On The Girl Who Leapt Through Time and rainy days.
You know, when I remember watching a good movie for the first time, the first thing that I remember is where, and how, I watched it. That always sticks with me the most. Like when I watched My Neighbour Totoro whe were coming back from a long tiring trip to Austria. When we just passed the Dutch-German border and I remember feeling comforted by this cozy, cute, amazing movie as night fell and orange and red stripes slipped over the horizon. When I remeber something like that, all of the flaws of the movie suddenly get wiped from my brain (Not that My Neighbour Totoro had any flaws, of course!). Those type of memories stay with me the longest.
Today I experienced something similar withThe Girl Who Leapt Through Time. It was the last day of summer vacation, I was tired, bored and eager to get back to school te be productive again yet not wanting to leave the comfort of sleeping in every morning and having the freedom to do everything I wanted with my day. Then I decided to watch a new movie that had been sitting on my hard drive for the past months.
The story is basically about a girl named Makoto, a young Japanese high scooler who one day discoveres she can time travel. With this new found ability she desides to use it to her advantage by solving a bunch of problems. However, she later discovers the consequences of her actions as the number of time leaps she can do runs out.
In a weird way, the movie kind of resembles My Neighbour Totoro, believe it or not. Like that movie, The Girl Who Leapt Through Time felt very comforting to me, I experienced it as a pretty relaxing, laid back and careless movie. (Unlike the second half, wich is more emotional and comfronting.) The movie is also not packed to the brim with big-breasted screaming women and big flashy hair styles. While there is nothing wrong with those two things, the lack of it adds to the overall realness of the movie.

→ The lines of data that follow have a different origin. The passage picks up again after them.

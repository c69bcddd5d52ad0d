use serde::{Deserialize, Serialize};

use super::stats::{StatKey, UserStats};

/// Badge as carried on a profile. `unlocked` only ever moves false -> true.
#[derive(Debug, Clone, PartialEq, Eq, Serialize, Deserialize)]
pub struct Badge {
    pub id: String,
    pub name: String,
    #[serde(default)]
    pub icon: String,
    #[serde(default)]
    pub description: String,
    #[serde(default)]
    pub unlocked: bool,
}

/// Catalogue entry: badge metadata plus the thresholds that unlock it.
#[derive(Debug, Clone, Serialize, Deserialize)]
pub struct BadgeDefinition {
    pub id: String,
    pub name: String,
    pub icon: String,
    pub description: String,
    pub requires: Vec<StatThreshold>,
}

/// `stat >= min`
#[derive(Debug, Clone, Copy, PartialEq, Eq, Serialize, Deserialize)]
pub struct StatThreshold {
    pub stat: StatKey,
    pub min: u32,
}

impl BadgeDefinition {
    /// All thresholds must hold. A definition without thresholds never unlocks.
    pub fn is_satisfied_by(&self, stats: &UserStats) -> bool {
        !self.requires.is_empty()
            && self
                .requires
                .iter()
                .all(|threshold| stats.get(threshold.stat) >= threshold.min)
    }

    pub fn locked_badge(&self) -> Badge {
        Badge {
            id: self.id.clone(),
            name: self.name.clone(),
            icon: self.icon.clone(),
            description: self.description.clone(),
            unlocked: false,
        }
    }
}

#[cfg(test)]
mod tests {
    use super::*;

    fn definition(requires: Vec<StatThreshold>) -> BadgeDefinition {
        BadgeDefinition {
            id: "4".to_string(),
            name: "Global Citizen".to_string(),
            icon: "globe".to_string(),
            description: String::new(),
            requires,
        }
    }

    #[test]
    fn compound_threshold_needs_every_stat() {
        let def = definition(vec![
            StatThreshold {
                stat: StatKey::Knowledge,
                min: 50,
            },
            StatThreshold {
                stat: StatKey::Resilience,
                min: 50,
            },
        ]);

        let half = UserStats {
            knowledge: 60,
            resilience: 40,
            ..UserStats::INITIAL
        };
        assert!(!def.is_satisfied_by(&half));

        let both = UserStats {
            knowledge: 50,
            resilience: 50,
            ..UserStats::INITIAL
        };
        assert!(def.is_satisfied_by(&both));
    }

    #[test]
    fn empty_requirements_never_unlock() {
        let def = definition(Vec::new());
        let maxed = UserStats {
            resilience: 100,
            creativity: 100,
            trust: 100,
            knowledge: 100,
        };
        assert!(!def.is_satisfied_by(&maxed));
    }
}
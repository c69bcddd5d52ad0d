use chrono::{DateTime, Utc};
use serde::{Deserialize, Serialize};
use std::collections::BTreeSet;
use validator::{Validate, ValidationError};

use super::badge::Badge;
use super::stats::{StatsEffect, UserStats};

/// Avatar identifiers offered at onboarding
pub const AVATAR_IDS: [&str; 4] = ["1", "2", "3", "4"];

/// Player profile persisted under a versioned key after every mutation.
#[derive(Debug, Clone, PartialEq, Serialize, Deserialize)]
pub struct UserProfile {
    pub id: String,
    pub name: String,
    pub avatar_id: String,
    pub stats: UserStats,
    pub badges: Vec<Badge>,
    pub total_xp: u64,
    /// Once-only activities already credited (scenario ids, mini-game keys)
    pub completed_activity_ids: BTreeSet<String>,
    pub created_at: DateTime<Utc>,
    pub updated_at: DateTime<Utc>,
}

impl UserProfile {
    pub fn has_completed(&self, activity: &Activity) -> bool {
        self.completed_activity_ids
            .contains(&activity.completion_key())
    }

    pub fn unlocked_badges(&self) -> impl Iterator<Item = &Badge> {
        self.badges.iter().filter(|badge| badge.unlocked)
    }
}

#[derive(Debug, Clone, Copy, PartialEq, Eq, Hash, Serialize, Deserialize)]
#[serde(rename_all = "snake_case")]
pub enum ActivityKind {
    Scenario,
    Minigame,
}

impl ActivityKind {
    pub fn as_str(&self) -> &'static str {
        match self {
            ActivityKind::Scenario => "scenario",
            ActivityKind::Minigame => "minigame",
        }
    }
}

/// Identifies the activity an effect came from; both kinds credit only once.
#[derive(Debug, Clone, PartialEq, Eq, Serialize, Deserialize)]
pub struct Activity {
    #[serde(rename = "type")]
    pub kind: ActivityKind,
    pub id: String,
}

impl Activity {
    pub fn scenario(id: impl Into<String>) -> Self {
        Self {
            kind: ActivityKind::Scenario,
            id: id.into(),
        }
    }

    pub fn minigame(id: impl Into<String>) -> Self {
        Self {
            kind: ActivityKind::Minigame,
            id: id.into(),
        }
    }

    /// Entry recorded in `completed_activity_ids`. Scenario ids are stored
    /// bare; mini-game keys carry a prefix so they never collide with them.
    pub fn completion_key(&self) -> String {
        match self.kind {
            ActivityKind::Scenario => self.id.clone(),
            ActivityKind::Minigame => format!("minigame:{}", self.id),
        }
    }
}

#[derive(Debug, Deserialize, Validate)]
pub struct CreateProfileRequest {
    #[validate(custom(function = "validate_display_name"))]
    pub name: String,

    #[validate(length(equal = 1, message = "Unknown avatar"))]
    pub avatar_id: String,
}

/// Names are stored trimmed, so the length limit applies to the trimmed text.
fn validate_display_name(name: &str) -> Result<(), ValidationError> {
    let length = name.trim().chars().count();
    if (1..=40).contains(&length) {
        Ok(())
    } else {
        Err(ValidationError::new("length")
            .with_message("Name must be between 1 and 40 characters".into()))
    }
}

#[derive(Debug, Deserialize)]
pub struct ApplyEffectRequest {
    #[serde(default)]
    pub effect: StatsEffect,
    #[serde(default)]
    pub activity: Option<Activity>,
}

#[derive(Debug, Deserialize)]
pub struct ScenarioChoiceRequest {
    pub option_id: String,
}

#[derive(Debug, Deserialize)]
pub struct MiniGameWinRequest {
    pub moves: u32,
}

/// Profile plus derived level information
#[derive(Debug, Clone, Serialize)]
pub struct ProfileView {
    #[serde(flatten)]
    pub profile: UserProfile,
    pub level: u32,
    pub level_title: &'static str,
    pub next_level_xp: u64,
    pub xp_to_next_level: u64,
    pub level_progress_percent: u32,
}

#[derive(Debug, Serialize)]
pub struct EffectResponse {
    pub applied: bool,
    pub xp_gained: u64,
    pub newly_unlocked: Vec<Badge>,
    /// Badge to surface in the UI; the last one when several unlock at once
    pub spotlight_badge: Option<Badge>,
    #[serde(skip_serializing_if = "Option::is_none")]
    pub feedback: Option<String>,
    pub profile: ProfileView,
}
use chrono::{DateTime, TimeZone, Utc};

/// Milliseconds since the Unix epoch, as stored on leaderboard documents.
pub fn epoch_millis(dt: DateTime<Utc>) -> i64 {
    dt.timestamp_millis()
}

pub fn from_epoch_millis(millis: i64) -> Option<DateTime<Utc>> {
    Utc.timestamp_millis_opt(millis).single()
}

I also have to talk about the backgrounds, because man, those backgrounds! It all looks like it all belongs in an art museum. There are a lot of wide angle shots in the movie that really let you soak up the scenery. There are also a lot of scenery shots in the movie where, really, not much is happening. There arent really people talking and the only sound you really hear is that of the enviroment. These scenes let you reflect on the situation and gives the movie more of a zen feel.
After viewing the movie, I type this piece as the rain clatters against my bedroom window, on a rainy, grey day. That’s what made me remember the movie: The comfort of viewing a movie in those specific conditions. Tired, on my last day of vacation on a grey, rainy day.